Sabado, Mayo 12, 2012


What's Really Important in a Relationship
by Laurel A.
Having passed yet another birthday and wondering if I will ever find a partner with whom I can imagine spending the rest of my life, I have begun to wonder about what is really important in a relationship.
I have long believed (and still do to a large extent) that a life partner should be someone who, on at least some level, stimulates you in four ways: intellectually, emotionally, spiritually and physically. Not all of these things will ever exist at the same level, but there has to be at least a part of each in order to sustain a relationship for years.
For a while I thought that even three out of four was all right. I was with someone for a long time who was just wonderful on the intellectual, emotional and spiritual levels, but I was not attracted to him physically. I thought to myself "Well, sex becomes less passionate as time goes on, and it's not the most important thing certainly." But while it's not the most important thing, it is still important, and no matter how fantastic someone is in all other respects, if you don't have that physical "spark" it's just not going to work in the long-term.
Then, being a very spiritual person myself (though not religious), I dated someone who was on exactly the same spiritual path I was on and I figured it would be absolutely wonderful. But he was so devoted to his practice, above all else, that I could never form a close enough emotional connection, and we only had sex every six weeks or so since he felt that sex drained the energy that one needed to find spiritual enlightenment. So I had to give up on that relationship too. How could I compete with God?
Then I dated someone who didn't believe in anything. Now that was a challenge. I don't care what someone's spiritual beliefs are or if they have never set foot in any type of religious organization (and I don't blame them), but as far as I'm concerned, I can't be with someone who has no faith in anything. Even Einstein, one of the greatest scientific minds in history, said "The most beautiful emotion we can experience is the mystical. It is the power of all true art and science. He to whom this emotion is a stranger, who can no longer wonder and stand rapt in awe, is as good as dead." I'm not into dating dead people.

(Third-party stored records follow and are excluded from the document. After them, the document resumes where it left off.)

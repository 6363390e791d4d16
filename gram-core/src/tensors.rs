use candle_core::Tensor;
use derive_more::{Deref, DerefMut, Display};

#[derive(Deref, DerefMut, Debug, Display)]
pub struct Logp(pub Tensor);

#[derive(Deref, DerefMut, Debug, Display)]
pub struct LogpDiff(pub Tensor);

#[derive(Deref, DerefMut, Debug, Display)]
pub struct ValuesPred(pub Tensor);

#[derive(Deref, DerefMut, Debug, Display)]
pub struct PolicyLoss(pub Tensor);

#[derive(Deref, DerefMut, Debug, Display)]
pub struct ValueLoss(pub Tensor);

#[derive(Deref, DerefMut, Debug, Display)]
pub struct EntropyBonus(pub Tensor);

#[derive(Deref, DerefMut, Debug, Display)]
pub struct AdaptationLoss(pub Tensor);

Now in my late-30's I am beginning to wonder if, as we get older, it gets easier or more difficult for us to find a life companion. The nice thing is that I know who I am and what I want, which is something I can't say I felt in my 20's. However, in knowing what I want I also know what I don't want, and I may miss opportunities to meet someone who doesn't fit into my pre-conceived notion of who I think is right for me.
There are some societies where people don't even meet thier spouse until the day of their wedding. Arranged marriages are more common in the world than we imagine. Going into a marriage of this type, how can one have any expectations at all, aside from hoping your partner will not be abusive. When you have no expectations you can't be disappointed.
Besides, most of the day-to-day life of a marriage consists of very ordinary things. It's not like you will be discussing Sartre every morning over your Rice Krispies. It's about who gets to wash the dog, fix the heater, pick up the kids from school, and the myriad of things that make up 90 percent of living. Nevertheless, that other 10 percent is very important too, and it's what makes the other 90 percent worthwhile.
After a long day at work where the boss has berated you, then having battled your way through traffic and rude drivers so you can get to the grocery store where you wait a half-hour on line to check out amid screaming children, and finally arrive home, it's nice to know there is someone there who you can talk to, who understands who you are, both your strengths and your flaws, and who loves and respects you anyway. And when I find someone who fits that description, I know I will have found the right one for me.